Luego vinieron los dardos del presidente uribista Iván Duque. Con un mandato de oposición y habiendo hecho parte de la campaña del no, frenó temporalmente el inicio del tribunal de justicia transicional, intentando herir algunos de sus elementos esenciales. Estos dardos fueron interpretados como el ataque de un sector que quería “hacer trizas” el acuerdo. Pero no evitaron su puesta en marcha y tampoco le quitaron al presidente el deber de implementarlo, y lo puso en manos de un alto consejero con una oficina técnica.
El contexto actual es complicado. La transformación del conflicto armado, la multiplicidad de grupos violentos, la ausencia de voluntad política en algunos casos, la dificultad para que la justicia transicional produzca sentencias y cierre casos, y la compleja estructura y gestión institucional han significado trabas inmensas para la implementación. Mientras sortea todos estos obstáculos, el acuerdo de paz recibe su dardo más reciente, colgarle una Constituyente.
Cada presidente busca dejar un legado en materia de paz y seguridad. El acuerdo le impone la tarea de cumplir con una política de Estado, que no fue su iniciativa y probablemente no habría sido su elección, y cuya puesta en marcha requiere mucho trabajo, alta gestión y una enorme voluntad política.
En respuesta a este desafío, la narrativa del Gobierno del presidente Petro se ha concentrado en subrayar la inviabilidad de cumplir el acuerdo, “el incumplimiento del Estado”. Para ello propone como solución que sean la comunidad internacional, desde el Consejo de Seguridad de la ONU, y el pueblo, a partir de una Constituyente, las que se lo exijan al Estado. Regresa la propuesta superada en la negociación de La Habana, intentando que cobre más relevancia de la que tuvo en esa ocasión, utilizando la naturaleza internacional del acuerdo.
El problema, más allá de tantos otros que pudieran debatirse, es que por darle vuelo a un proyecto político, el Gobierno le lanza un dardo profundo al acuerdo de paz. Su cumplimiento deja de ser responsabilidad del Estado y del Gobierno, y entra a depender de la suerte que corra la propuesta de una Constituyente.
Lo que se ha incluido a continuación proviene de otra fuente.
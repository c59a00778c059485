//! Quadruple Generator (C4): walks the AST, type-checks via the semantic
//! cube, allocates storage via the memory manager and symbol table, and
//! emits a flat quadruple list with backpatched jump targets.
//!
//! Field conventions for jump quads (not load-bearing in the opcode table,
//! but fixed by the backpatching algorithm below): `GOTO`'s target lives in
//! `arg1`; `GOTOF`'s condition lives in `arg1` and its target in `result`.

use crate::ast::{
    self, AddOp, Condition, Cycle, Expression, Exp, FCall, Factor, FactorValue, Function,
    MulOp, NumberLiteral, Print, PrintItem, Program, Sign, Statement, Term, VarType,
};
use crate::cube;
use crate::error::CompileError;
use crate::memory::{ConstantsTable, MemoryManager};
use crate::quad::{Opcode, Quadruple};
use crate::symtab::{SymbolTable, GLOBAL_SCOPE};

/// Everything C6 needs to assemble an object bundle.
pub struct GeneratedProgram {
    pub quads: Vec<Quadruple>,
    pub constants: ConstantsTable,
    pub symtab: SymbolTable,
}

pub fn generate(program: &Program) -> Result<GeneratedProgram, CompileError> {
    let mut gen = CodeGenerator {
        quads: Vec::new(),
        memory: MemoryManager::new(),
        symtab: SymbolTable::new(),
        current_scope: GLOBAL_SCOPE.to_string(),
    };

    // Placeholder: skip over function bodies straight into main.
    gen.emit(Opcode::Goto, None, None, None);

    if let Some(vars) = &program.vars {
        for decl in &vars.decls {
            for name in &decl.names {
                gen.symtab.add_global(name, decl.var_type, &mut gen.memory)?;
            }
        }
    }

    for func in &program.funcs {
        gen.visit_function(func)?;
    }

    let main_entry = gen.quads.len() as i32;
    gen.quads[0].arg1 = Some(main_entry);

    gen.memory.reset_local_scope();
    gen.visit_body(&program.body)?;
    gen.emit(Opcode::End, None, None, None);
    gen.symtab.finalize_global(&gen.memory);

    Ok(GeneratedProgram { quads: gen.quads, constants: gen.memory.constants().clone(), symtab: gen.symtab })
}

struct CodeGenerator {
    quads: Vec<Quadruple>,
    memory: MemoryManager,
    symtab: SymbolTable,
    current_scope: String,
}

impl CodeGenerator {
    fn emit(&mut self, op: Opcode, arg1: Option<i32>, arg2: Option<i32>, result: Option<i32>) -> usize {
        let quad = Quadruple::new(op, &self.current_scope).with_args(arg1, arg2, result);
        self.quads.push(quad);
        self.quads.len() - 1
    }

    fn visit_function(&mut self, func: &Function) -> Result<(), CompileError> {
        self.memory.reset_local_scope();
        let entry_quad = self.quads.len();
        let params: Vec<(String, VarType)> =
            func.params.iter().map(|p| (p.name.clone(), p.var_type)).collect();
        self.symtab.add_function(&func.id, &params, entry_quad, &mut self.memory)?;

        self.current_scope = func.id.clone();

        if let Some(vars) = &func.vars {
            for decl in &vars.decls {
                for name in &decl.names {
                    self.symtab.add_local(&func.id, name, decl.var_type, &mut self.memory)?;
                }
            }
        }

        self.visit_body(&func.body)?;
        self.symtab.finalize_function(&func.id, &self.memory);
        self.emit(Opcode::Endfunc, None, None, None);
        self.current_scope = GLOBAL_SCOPE.to_string();
        Ok(())
    }

    fn visit_body(&mut self, body: &ast::Body) -> Result<(), CompileError> {
        for stmt in &body.stmts {
            self.visit_statement(stmt)?;
        }
        Ok(())
    }

    fn visit_statement(&mut self, stmt: &Statement) -> Result<(), CompileError> {
        match stmt {
            Statement::Assign(assign) => self.visit_assign(assign),
            Statement::Print(print) => self.visit_print(print),
            Statement::Condition(cond) => self.visit_condition(cond),
            Statement::Cycle(cycle) => self.visit_cycle(cycle),
            Statement::FCall(call) => self.lower_fcall(call).map(|_| ()),
        }
    }

    fn visit_assign(&mut self, assign: &ast::Assign) -> Result<(), CompileError> {
        let (rhs_vdir, rhs_type) = self.lower_expression(&assign.expr)?;
        let symbol = self.symtab.resolve(&assign.id, &self.current_scope)?.clone();
        if !cube::assignment_compatible(rhs_type, symbol.value_type) {
            return Err(CompileError::Type {
                message: format!(
                    "cannot assign {} to '{}' of type {}",
                    rhs_type.as_str(),
                    assign.id,
                    symbol.value_type.as_str()
                ),
            });
        }
        self.emit(Opcode::Assign, Some(symbol.vdir), Some(rhs_vdir), None);
        Ok(())
    }

    fn visit_print(&mut self, print: &Print) -> Result<(), CompileError> {
        for item in &print.items {
            let vdir = match item {
                PrintItem::Str(s) => self.memory.intern_str(s)?,
                PrintItem::Expr(expr) => self.lower_expression(expr)?.0,
            };
            self.emit(Opcode::Print, Some(vdir), None, None);
        }
        Ok(())
    }

    fn visit_condition(&mut self, cond: &Condition) -> Result<(), CompileError> {
        let (cond_vdir, cond_type) = self.lower_expression(&cond.cond)?;
        if cond_type != VarType::Int {
            return Err(CompileError::NonIntCondition { found: cond_type.as_str() });
        }
        let p = self.emit(Opcode::Gotof, Some(cond_vdir), None, None);
        self.visit_body(&cond.if_body)?;

        if let Some(else_body) = &cond.else_body {
            let q = self.emit(Opcode::Goto, None, None, None);
            self.quads[p].result = Some(self.quads.len() as i32);
            self.visit_body(else_body)?;
            self.quads[q].arg1 = Some(self.quads.len() as i32);
        } else {
            self.quads[p].result = Some(self.quads.len() as i32);
        }
        Ok(())
    }

    fn visit_cycle(&mut self, cycle: &Cycle) -> Result<(), CompileError> {
        let loop_start = self.quads.len() as i32;
        let (cond_vdir, cond_type) = self.lower_expression(&cycle.cond)?;
        if cond_type != VarType::Int {
            return Err(CompileError::NonIntCondition { found: cond_type.as_str() });
        }
        let p = self.emit(Opcode::Gotof, Some(cond_vdir), None, None);
        self.visit_body(&cycle.body)?;
        self.emit(Opcode::Goto, Some(loop_start), None, None);
        self.quads[p].result = Some(self.quads.len() as i32);
        Ok(())
    }

    fn lower_fcall(&mut self, call: &FCall) -> Result<(), CompileError> {
        if !self.symtab.is_function(&call.id) {
            return Err(CompileError::UndefinedFunction { name: call.id.clone() });
        }
        let params: Vec<(String, VarType)> = self
            .symtab
            .function_params(&call.id)
            .expect("checked is_function above")
            .into_iter()
            .map(|s| (s.name.clone(), s.value_type))
            .collect();

        if params.len() != call.args.len() {
            return Err(CompileError::Arity {
                function: call.id.clone(),
                expected: params.len(),
                found: call.args.len(),
            });
        }

        let alloc_idx = self.emit(Opcode::Alloc, None, None, None);
        self.quads[alloc_idx].label = Some(call.id.clone());

        for (i, arg) in call.args.iter().enumerate() {
            let (vdir, vtype) = self.lower_expression(arg)?;
            let param_type = params[i].1;
            if !cube::assignment_compatible(vtype, param_type) {
                return Err(CompileError::Type {
                    message: format!(
                        "argument {} of '{}' expects {}, found {}",
                        i,
                        call.id,
                        param_type.as_str(),
                        vtype.as_str()
                    ),
                });
            }
            let materialised = if vtype != param_type {
                let temp = self.memory.allocate_for_type(param_type, true)?;
                self.emit(Opcode::Assign, Some(temp), Some(vdir), None);
                temp
            } else {
                vdir
            };
            self.emit(Opcode::Param, Some(materialised), Some(i as i32), None);
        }

        let entry_quad = self
            .symtab
            .scope(&call.id)
            .and_then(|s| s.entry_quad)
            .expect("function scope always carries an entry_quad");
        let gosub_idx = self.emit(Opcode::Gosub, Some(entry_quad as i32), None, None);
        self.quads[gosub_idx].label = Some(call.id.clone());
        Ok(())
    }

    fn lower_expression(&mut self, expr: &Expression) -> Result<(i32, VarType), CompileError> {
        let (left_vdir, left_type) = self.lower_exp(&expr.left)?;
        match (expr.op, &expr.right) {
            (Some(op), Some(right)) => {
                let (right_vdir, right_type) = self.lower_exp(right)?;
                let result_type = cube::relational_result(op, left_type, right_type);
                let dst = self.memory.allocate_for_type(result_type, true)?;
                let opcode = match op {
                    ast::RelOp::Lt => Opcode::LessThan,
                    ast::RelOp::Gt => Opcode::GreaterThan,
                    ast::RelOp::Ne => Opcode::NotEqual,
                };
                self.emit(opcode, Some(left_vdir), Some(right_vdir), Some(dst));
                Ok((dst, result_type))
            }
            _ => Ok((left_vdir, left_type)),
        }
    }

    fn lower_exp(&mut self, exp: &Exp) -> Result<(i32, VarType), CompileError> {
        let (mut acc_vdir, mut acc_type) = self.lower_term(&exp.left_term)?;
        for (op, term) in &exp.ops {
            let (rhs_vdir, rhs_type) = self.lower_term(term)?;
            let result_type = cube::arith_result(acc_type, cube::ArithOp::from(*op), rhs_type);
            let dst = self.memory.allocate_for_type(result_type, true)?;
            let opcode = match op {
                AddOp::Plus => Opcode::Plus,
                AddOp::Minus => Opcode::Minus,
            };
            self.emit(opcode, Some(acc_vdir), Some(rhs_vdir), Some(dst));
            acc_vdir = dst;
            acc_type = result_type;
        }
        Ok((acc_vdir, acc_type))
    }

    fn lower_term(&mut self, term: &Term) -> Result<(i32, VarType), CompileError> {
        let (mut acc_vdir, mut acc_type) = self.lower_factor(&term.left_factor)?;
        for (op, factor) in &term.ops {
            let (rhs_vdir, rhs_type) = self.lower_factor(factor)?;
            let result_type = cube::arith_result(acc_type, cube::ArithOp::from(*op), rhs_type);
            let dst = self.memory.allocate_for_type(result_type, true)?;
            let opcode = match op {
                MulOp::Mult => Opcode::Mult,
                MulOp::Div => Opcode::Div,
            };
            self.emit(opcode, Some(acc_vdir), Some(rhs_vdir), Some(dst));
            acc_vdir = dst;
            acc_type = result_type;
        }
        Ok((acc_vdir, acc_type))
    }

    fn lower_factor(&mut self, factor: &Factor) -> Result<(i32, VarType), CompileError> {
        let (vdir, var_type) = match &factor.value {
            FactorValue::Identifier(name) => {
                let symbol = self.symtab.resolve(name, &self.current_scope)?;
                (symbol.vdir, symbol.value_type)
            }
            FactorValue::Number(NumberLiteral::Int(n)) => {
                let value = if factor.sign == Sign::Minus { -n } else { *n };
                (self.memory.intern_int(value)?, VarType::Int)
            }
            FactorValue::Number(NumberLiteral::Float(n)) => {
                let value = if factor.sign == Sign::Minus { -n } else { *n };
                (self.memory.intern_float(value)?, VarType::Float)
            }
            FactorValue::Nested(inner) => return self.lower_signed_expression(inner, factor.sign),
        };

        if factor.sign == Sign::Minus && matches!(factor.value, FactorValue::Identifier(_)) {
            return self.negate(vdir, var_type);
        }
        Ok((vdir, var_type))
    }

    fn lower_signed_expression(
        &mut self,
        expr: &Expression,
        sign: Sign,
    ) -> Result<(i32, VarType), CompileError> {
        let (vdir, var_type) = self.lower_expression(expr)?;
        if sign == Sign::Minus {
            self.negate(vdir, var_type)
        } else {
            Ok((vdir, var_type))
        }
    }

    fn negate(&mut self, vdir: i32, var_type: VarType) -> Result<(i32, VarType), CompileError> {
        let zero = match var_type {
            VarType::Int => self.memory.intern_int(0)?,
            VarType::Float => self.memory.intern_float(0.0)?,
        };
        let temp = self.memory.allocate_for_type(var_type, true)?;
        self.emit(Opcode::Minus, Some(zero), Some(vdir), Some(temp));
        Ok((temp, var_type))
    }
}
El Gobierno puede continuar por otra vía con su proyecto de convocar una Asamblea Constituyente. Para ello existen canales y procesos impulsados por la ciudadanía desde la Constitución y una tarea política que hacer con los distintos sectores. También puede, como lo indica el acuerdo, “convocar a todas las fuerzas vivas del país a concertar un gran Acuerdo Político Nacional encaminado a definir las reformas y ajustes institucionales necesarios para atender los retos que la paz demande, poniendo en marcha un nuevo marco de convivencia política y social”, pero eso no requiere una constituyente. Constituyente y Acuerdo Político no son lo mismo, y es clave que el Gobierno no confunda una cosa con la otra.
Los firmantes del acuerdo han alzado la voz señalando dificultades sobre la manera en la que funciona el sistema de justicia transicional. La gente en los territorios más afectados por la violencia reclama que se den las transformaciones que son necesarias para superar su abandono histórico. Son esos los nudos que el acuerdo necesita que se desenreden. Es allí donde el Gobierno puede enfocar su voluntad política y donde la comunidad internacional realmente tiene un mandato para apoyar. La propuesta de la Constituyente distrae de esas tareas urgentes y enreda, todavía más, la implementación del acuerdo.